Le Conseil constitutionnel, par une décision du 5 juin 2025, a été saisi d’une question prioritaire de constitutionnalité concernant l’article L. 1127-3 du code général de la propriété des personnes publiques. Cette disposition organise la procédure de constat d’abandon d’un bateau sur le domaine public fluvial et son transfert de propriété au gestionnaire. Le requérant soutenait que les termes « de l’inexistence de mesures de manœuvre ou d’entretien » et le dernier alinéa, permettant le transfert et la vente ou destruction du bien, méconnaissaient plusieurs principes constitutionnels. Le Conseil d’État a transmis la question. Le Conseil constitutionnel a rejeté les griefs, déclarant les dispositions conformes à la Constitution sous une réserve d’interprétation. La décision écarte l’idée d’une sanction punitive et valide le dispositif au regard du droit de propriété et de l’inviolabilité du domicile.

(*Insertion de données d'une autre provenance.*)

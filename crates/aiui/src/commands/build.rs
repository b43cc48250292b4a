//! Static site build command.

use std::path::{Path, PathBuf};

use aiui_static::{BuildConfig, StaticBuilder};
use anyhow::{Context, Result};

use super::load_config;

/// Run the build command.
pub async fn run(config_path: &Path, output: PathBuf, minify: bool) -> Result<()> {
    tracing::info!("Building static site...");

    let (config, base_dir) = load_config(config_path)?;

    let mut build_config = BuildConfig::new(config, base_dir, output);
    build_config.minify = minify;

    let result = StaticBuilder::new(build_config)
        .build()
        .await
        .context("Build failed")?;

    tracing::info!("Built {} pages in {}ms", result.pages, result.duration_ms);
    tracing::info!("Output: {}", result.output_dir.display());

    Ok(())
}
//! The compiled site snapshot the dev server renders from.

use std::collections::{BTreeMap, HashMap};
use std::fs;
use std::path::{Path, PathBuf};

use aiui_manifest::{Config, Document, ManifestLoader};
use aiui_runtime::{SlotRegistry, TemplateMatch};
use aiui_static::{read_document, BuildError, Compiler, PageRenderer};

use crate::server::ServerError;
use crate::websocket::HMR_SCRIPT_PATH;

/// Manifests compiled from the current config, plus where each page's
/// Markdown lives.
pub struct DevSite {
    renderer: PageRenderer,
    pages: BTreeMap<String, PathBuf>,
    sources: HashMap<PathBuf, String>,
    docs_dir: Option<PathBuf>,
    route_base_docs: String,
}

impl DevSite {
    /// Compile `config_path` into `work_dir` and load the result back.
    pub async fn load(
        config_path: &Path,
        work_dir: &Path,
        registry: SlotRegistry,
    ) -> Result<Self, ServerError> {
        let config = Config::load(config_path)?;
        let base_dir = base_dir(config_path);

        let compiled = Compiler::new(&config, base_dir).compile(work_dir, false)?;
        let manifests = ManifestLoader::new(work_dir).load().await?;

        let sources = compiled
            .pages
            .iter()
            .filter_map(|(path, source)| Some((fs::canonicalize(source).ok()?, path.clone())))
            .collect();

        tracing::info!("Loaded {} pages from {}", compiled.pages.len(), config_path.display());

        Ok(Self {
            renderer: PageRenderer::new(manifests, registry).with_live_reload(HMR_SCRIPT_PATH),
            pages: compiled.pages,
            sources,
            docs_dir: config.docs().map(|docs| base_dir.join(&docs.dir)),
            route_base_docs: config.site.route_base_docs,
        })
    }

    pub fn renderer(&self) -> &PageRenderer {
        &self.renderer
    }

    /// The docs directory, when the config declares one.
    pub fn docs_dir(&self) -> Option<&Path> {
        self.docs_dir.as_deref()
    }

    /// Markdown source for `path`. The landing page shows the docs index.
    pub fn source_for(&self, path: &str) -> Option<&Path> {
        self.pages
            .get(path)
            .or_else(|| (path == "/").then(|| self.pages.get(&self.route_base_docs)).flatten())
            .map(PathBuf::as_path)
    }

    /// Nav path of the page built from `source`.
    pub fn page_for_source(&self, source: &Path) -> Option<&str> {
        let canonical = fs::canonicalize(source).ok()?;
        self.sources.get(&canonical).map(String::as_str)
    }

    /// Render the full page at `path`, reading its Markdown fresh.
    pub fn render(&self, path: &str) -> Result<String, BuildError> {
        let document: Option<Document> = self.source_for(path).and_then(|source| {
            read_document(source)
                .map_err(|e| tracing::warn!("Rendering {} without content: {}", path, e))
                .ok()
        });

        self.renderer.render(path, document.as_ref())
    }

    pub fn resolve(&self, path: &str) -> Option<TemplateMatch> {
        self.renderer
            .resolver()
            .resolve(path, &self.renderer.manifests().ui.templates)
    }
}

/// Relative content paths resolve against the config file's directory.
fn base_dir(config_path: &Path) -> &Path {
    match config_path.parent() {
        Some(parent) if !parent.as_os_str().is_empty() => parent,
        _ => Path::new("."),
    }
}

/// `/docs/intro/` and `/docs/intro` are the same page.
pub fn normalize_path(path: &str) -> String {
    let trimmed = path.trim_end_matches('/');
    if trimmed.is_empty() {
        "/".to_string()
    } else if trimmed.starts_with('/') {
        trimmed.to_string()
    } else {
        format!("/{}", trimmed)
    }
}

#[cfg(test)]
mod tests {
    use super::*;
    use tempfile::tempdir;

    const CONFIG: &str = r#"
site:
  title: Acme
content:
  docs:
    dir: docs
templates:
  docs:
    layout: ThreeColumnLayout
routes:
  - match: "/docs/**"
    template: docs
"#;

    fn project() -> tempfile::TempDir {
        let temp = tempdir().unwrap();
        let docs = temp.path().join("docs");
        fs::create_dir_all(&docs).unwrap();
        fs::write(temp.path().join("aiui.yaml"), CONFIG).unwrap();
        fs::write(docs.join("index.md"), "# Home\n\nWelcome home").unwrap();
        fs::write(docs.join("intro.md"), "# Intro\n\nFirst steps").unwrap();
        temp
    }

    async fn load(temp: &tempfile::TempDir) -> DevSite {
        DevSite::load(
            &temp.path().join("aiui.yaml"),
            &temp.path().join(".aiui"),
            SlotRegistry::new(),
        )
        .await
        .unwrap()
    }

    #[tokio::test]
    async fn renders_pages_with_live_reload() {
        let temp = project();
        let site = load(&temp).await;

        let html = site.render("/docs/intro").unwrap();

        assert!(html.contains("First steps"));
        assert!(html.contains("__hmr.js"));
        assert!(temp.path().join(".aiui").join("route-manifest.json").exists());
    }

    #[tokio::test]
    async fn landing_page_shows_docs_index() {
        let temp = project();
        let site = load(&temp).await;

        assert_eq!(
            site.source_for("/"),
            Some(temp.path().join("docs").join("index.md").as_path())
        );
        assert!(site.render("/").unwrap().contains("Welcome home"));
    }

    #[tokio::test]
    async fn maps_sources_back_to_pages() {
        let temp = project();
        let site = load(&temp).await;

        assert_eq!(
            site.page_for_source(&temp.path().join("docs").join("intro.md")),
            Some("/docs/intro")
        );
        assert_eq!(site.page_for_source(&temp.path().join("nope.md")), None);
        assert_eq!(site.docs_dir(), Some(temp.path().join("docs").as_path()));
    }

    #[tokio::test]
    async fn resolves_templates() {
        let temp = project();
        let site = load(&temp).await;

        assert_eq!(site.resolve("/docs/intro").unwrap().template, "docs");
        assert!(site.resolve("/blog").is_none());
    }

    #[tokio::test]
    async fn bad_config_fails_to_load() {
        let temp = project();
        fs::write(temp.path().join("aiui.yaml"), "site: [").unwrap();

        let result = DevSite::load(
            &temp.path().join("aiui.yaml"),
            &temp.path().join(".aiui"),
            SlotRegistry::new(),
        )
        .await;

        assert!(matches!(result, Err(ServerError::Config(_))));
    }

    #[test]
    fn normalizes_request_paths() {
        assert_eq!(normalize_path("/"), "/");
        assert_eq!(normalize_path(""), "/");
        assert_eq!(normalize_path("/docs/intro/"), "/docs/intro");
        assert_eq!(normalize_path("docs"), "/docs");
    }

    #[test]
    fn base_dir_defaults_to_current_directory() {
        assert_eq!(base_dir(Path::new("aiui.yaml")), Path::new("."));
        assert_eq!(base_dir(Path::new("site/aiui.yaml")), Path::new("site"));
    }
}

**La consécration d’une procédure administrative de protection du domaine public**
Le Conseil constitutionnel analyse d’abord la nature objective de la procédure. Il écarte la qualification de sanction punitive. Les juges estiment que le transfert de propriété « a pour seul objet d’assurer la protection de ce domaine et de garantir la sécurité de la navigation fluviale ». Cette finalité préventive et de police administrative distingue le mécanisme d’une peine. Le grief tiré de l’article 8 de la Déclaration de 1789 est donc irrecevable. Le Conseil valide également le critère présomptif de l’abandon. La référence à « l’inexistence de mesures de manœuvre ou d’entretien » n’est pas jugée trop imprécise. Cette appréciation s’inscrit dans une logique de fait. Elle permet une adaptation aux circonstances concrètes.
La décision souligne ensuite les garanties entourant la procédure. Le Conseil relève les multiples étapes protectrices des droits. Le constat initial doit être notifié et une mise en demeure est adressée. Un délai de six mois est imparti au propriétaire pour régulariser la situation. Le juge administratif peut ensuite être saisi en référé-liberté. Ces éléments permettent au Conseil de conclure à l’absence de privation de propriété au sens de l’article 17. L’atteinte est justifiée par un motif d’intérêt général. Elle est jugée proportionnée. Le raisonnement valide ainsi un outil de gestion du domaine public. Il reconnaît la marge d’appréciation du législateur en la matière.
**La réaffirmation des libertés individuelles face aux prérogatives administratives**
Le Conseil opère une conciliation exigeante avec le droit de propriété. Bien que validant le dispositif, il en précise strictement le champ. Le transfert ne concerne que le bateau déclaré abandonné. Il ne constitue pas une expropriation. Le Conseil rappelle le contrôle de proportionnalité exigé par l’article 2 de la Déclaration. Il détaille les garanties procédurales qui le satisfont. La possibilité d’un recours juridictionnel effectif est essentielle. Cette analyse limite la portée du texte. Elle le soumet à un contrôle juridictionnel a posteriori rigoureux. Le propriétaire dispose de voies de droit pour contester la qualification d’abandon.
La décision pose surtout une réserve d’interprétation protectrice du domicile. Le Conseil affirme que les dispositions « n’ont, par elles-mêmes, ni pour objet ni pour effet d’autoriser l’expulsion ». Il ajoute une réserve explicite. Le gestionnaire ne peut procéder à la destruction sans « tenir compte de la situation personnelle ou familiale de l’occupant, lorsqu’il apparaît que ce dernier y a établi son domicile ». Cette interprétation constructive est significative. Elle intègre la jurisprudence sur le respect du domicile et de la vie privée. Elle impose aux autorités une obligation d’examen individualisé. La liberté et l’inviolabilité du domicile tempèrent ainsi les prérogatives de police. La décision rappelle que la protection des biens publics ne peut ignorer les droits fondamentaux des occupants.